• What the task asks
In the records that follow, find the line with "authors) resolve through"; from there, retype every line exactly through the line with "use crate::error::ApiError;", which also belongs to the answer.

• Provided material
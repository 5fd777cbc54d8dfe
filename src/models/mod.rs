//! Domain models for Linkstash
//!
//! These structs mirror the BSON documents in the store (camelCase field
//! names, `_id` primary keys). GraphQL-facing wrappers live in
//! `crate::graphql::types`.

pub mod link;
pub mod tag;
pub mod user;

pub use link::{Comment, Link, LinkOrderField, LinkSearchCriteria};
pub use tag::Tag;
pub use user::{Claims, CurrentUser, User};
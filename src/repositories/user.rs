//! User repository

use async_trait::async_trait;
use bson::doc;
use bson::oid::ObjectId;
use futures_util::TryStreamExt;
use mongodb::{Collection, Database};

use crate::error::ApiResult;
use crate::models::User;

/// Storage operations for user documents
#[cfg_attr(test, mockall::automock)]
#[async_trait]
pub trait UserRepository: Send + Sync {
    /// Find a user by id
    async fn find_by_id(&self, id: ObjectId) -> ApiResult<Option<User>>;

    /// Batch point-lookup by id; missing ids are simply absent from the result
    async fn find_by_ids(&self, ids: &[ObjectId]) -> ApiResult<Vec<User>>;

    /// Find a user by email (unique)
    async fn find_by_email(&self, email: &str) -> ApiResult<Option<User>>;

    /// Insert a new user document
    async fn insert(&self, user: &User) -> ApiResult<()>;
}

/// MongoDB implementation of [`UserRepository`]
#[derive(Clone)]
pub struct MongoUserRepository {
    collection: Collection<User>,
}

impl MongoUserRepository {
    pub fn new(db: &Database) -> Self {
        Self {
            collection: db.collection("users"),
        }
    }
}

#[async_trait]
impl UserRepository for MongoUserRepository {
    async fn find_by_id(&self, id: ObjectId) -> ApiResult<Option<User>> {
        Ok(self.collection.find_one(doc! { "_id": id }).await?)
    }

    async fn find_by_ids(&self, ids: &[ObjectId]) -> ApiResult<Vec<User>> {
        let cursor = self
            .collection
            .find(doc! { "_id": { "$in": ids.to_vec() } })
            .await?;
        Ok(cursor.try_collect().await?)
    }

    async fn find_by_email(&self, email: &str) -> ApiResult<Option<User>> {
        Ok(self.collection.find_one(doc! { "email": email }).await?)
    }

    async fn insert(&self, user: &User) -> ApiResult<()> {
        self.collection.insert_one(user).await?;
        Ok(())
    }
}
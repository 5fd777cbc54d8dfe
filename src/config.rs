//! API server configuration

use std::env;
use std::str::FromStr;

use anyhow::{bail, Context, Result};

/// Minimum required length for JWT_SECRET to be considered secure
const MIN_JWT_SECRET_LENGTH: usize = 32;

/// Deployment environment
#[derive(Debug, Clone, Copy, PartialEq, Eq, Default)]
pub enum Environment {
    #[default]
    Development,
    Production,
}

impl Environment {
    pub fn is_production(&self) -> bool {
        matches!(self, Environment::Production)
    }
}

impl FromStr for Environment {
    type Err = anyhow::Error;

    fn from_str(s: &str) -> Result<Self> {
        match s.to_lowercase().as_str() {
            "production" | "prod" => Ok(Environment::Production),
            "development" | "dev" | "" => Ok(Environment::Development),
            other => bail!("unknown environment: {other}"),
        }
    }
}

/// API server configuration loaded from environment variables
#[derive(Debug, Clone)]
pub struct Config {
    /// Deployment environment
    pub environment: Environment,

    /// Server port (default: 3003)
    pub port: u16,

    /// MongoDB connection URL
    pub mongo_url: String,

    /// MongoDB database name
    pub mongo_database: String,

    /// JWT secret for bearer token signing/verification
    pub jwt_secret: String,

    /// JWT token TTL in seconds (default: 7 days)
    pub token_ttl_secs: i64,

    /// GitHub OAuth client ID (optional; login disabled for GitHub without it)
    pub github_client_id: Option<String>,

    /// GitHub OAuth client secret
    pub github_client_secret: Option<String>,

    /// CORS allowed origins (optional)
    pub cors_allowed_origins: Option<Vec<String>>,
}

impl Config {
    /// Load configuration from environment variables
    ///
    /// In production mode `JWT_SECRET` must be set and at least 32 characters
    /// long; development falls back to an insecure default for convenience.
    pub fn from_env() -> Result<Self> {
        let environment = Environment::from_str(
            &env::var("ENVIRONMENT").unwrap_or_else(|_| "development".to_string()),
        )
        .context("Invalid ENVIRONMENT value")?;

        let jwt_secret = Self::load_jwt_secret(environment.is_production())?;

        Ok(Self {
            environment,

            port: env::var("PORT")
                .unwrap_or_else(|_| "3003".to_string())
                .parse()
                .context("Invalid PORT value")?,

            mongo_url: env::var("MONGO_URL")
                .unwrap_or_else(|_| "mongodb://localhost:27017".to_string()),

            mongo_database: env::var("MONGO_DATABASE").unwrap_or_else(|_| "linkstash".to_string()),

            jwt_secret,

            token_ttl_secs: env::var("TOKEN_TTL_SECS")
                .unwrap_or_else(|_| (7 * 24 * 3600).to_string())
                .parse()
                .context("Invalid TOKEN_TTL_SECS value")?,

            github_client_id: env::var("GITHUB_CLIENT_ID").ok().filter(|s| !s.is_empty()),

            github_client_secret: env::var("GITHUB_CLIENT_SECRET")
                .ok()
                .filter(|s| !s.is_empty()),

            cors_allowed_origins: env::var("CORS_ORIGINS").ok().map(|origins| {
                origins
                    .split(',')
                    .map(|s| s.trim().to_string())
                    .filter(|s| !s.is_empty())
                    .collect()
            }),
        })
    }

    pub fn is_production(&self) -> bool {
        self.environment.is_production()
    }

    fn load_jwt_secret(is_production: bool) -> Result<String> {
        match env::var("JWT_SECRET") {
            Ok(secret) => {
                if is_production && secret.len() < MIN_JWT_SECRET_LENGTH {
                    bail!(
                        "JWT_SECRET must be at least {MIN_JWT_SECRET_LENGTH} characters in production"
                    );
                }
                Ok(secret)
            }
            Err(_) if is_production => {
                bail!("JWT_SECRET must be set in production")
            }
            Err(_) => Ok("linkstash-development-secret-do-not-use".to_string()),
        }
    }
}
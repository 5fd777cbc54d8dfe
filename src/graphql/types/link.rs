//! Link GraphQL type
//!
//! Relationship fields (owner, votes, tags, comment authors) resolve through
//! the request-scoped loaders so a page of links costs one user batch and one
//! tag batch instead of a lookup per entity.

use async_graphql::{Context, ErrorExtensions, Object, Result, ID};
use chrono::{DateTime, Utc};

use crate::error::ApiError;
use crate::graphql::loaders::{TagDataLoader, UserDataLoader};
use crate::models::Link as DbLink;

use super::comment::Comment;
use super::tag::Tag;
use super::user::User;

/// Shared bookmark exposed via GraphQL
pub struct Link {
    inner: DbLink,
}

impl Link {
    pub fn new(link: DbLink) -> Self {
        Self { inner: link }
    }
}

impl From<DbLink> for Link {
    fn from(link: DbLink) -> Self {
        Self::new(link)
    }
}

#[Object]
impl Link {
    /// Unique link identifier
    async fn id(&self) -> ID {
        ID(self.inner.id.to_hex())
    }

    /// Target URL
    async fn url(&self) -> &str {
        &self.inner.url
    }

    /// Page title scraped at creation time, if any
    async fn title(&self) -> Option<&str> {
        self.inner.title.as_deref()
    }

    /// Page description scraped at creation time, if any
    async fn description(&self) -> Option<&str> {
        self.inner.description.as_deref()
    }

    /// Preview image URL scraped at creation time, if any
    async fn image_url(&self) -> Option<&str> {
        self.inner.image_url.as_deref()
    }

    /// Link creation timestamp
    async fn created_at(&self) -> DateTime<Utc> {
        self.inner.created_at
    }

    /// The user who submitted this link
    async fn owner(&self, ctx: &Context<'_>) -> Result<User> {
        let loader = ctx.data::<UserDataLoader>()?;
        let owner = loader
            .load_one(self.inner.owner)
            .await
            .map_err(|e| e.extend())?
            .ok_or_else(|| {
                ApiError::NotFound {
                    resource_type: "user",
                    id: self.inner.owner.to_hex(),
                }
                .extend()
            })?;
        Ok(User::from(owner))
    }

    /// Users who voted for this link.
    ///
    /// Voters whose accounts no longer exist are omitted.
    async fn votes(&self, ctx: &Context<'_>) -> Result<Vec<User>> {
        let loader = ctx.data::<UserDataLoader>()?;
        let mut users = loader
            .load_many(self.inner.votes.iter().copied())
            .await
            .map_err(|e| e.extend())?;

        Ok(self
            .inner
            .votes
            .iter()
            .filter_map(|id| users.remove(id))
            .map(User::from)
            .collect())
    }

    /// Comments on this link
    async fn comments(&self) -> Vec<Comment> {
        self.inner
            .comments
            .iter()
            .cloned()
            .map(Comment::from)
            .collect()
    }

    /// Tags attached to this link
    async fn tags(&self, ctx: &Context<'_>) -> Result<Vec<Tag>> {
        let loader = ctx.data::<TagDataLoader>()?;
        let mut tags = loader
            .load_many(self.inner.tags.iter().copied())
            .await
            .map_err(|e| e.extend())?;

        Ok(self
            .inner
            .tags
            .iter()
            .filter_map(|id| tags.remove(id))
            .map(Tag::from)
            .collect())
    }
}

• Output of the exercise
//! Relationship fields (owner, votes, tags, comment authors) resolve through
//! the request-scoped loaders so a page of links costs one user batch and one
//! tag batch instead of a lookup per entity.

use async_graphql::{Context, ErrorExtensions, Object, Result, ID};
use chrono::{DateTime, Utc};

use crate::error::ApiError;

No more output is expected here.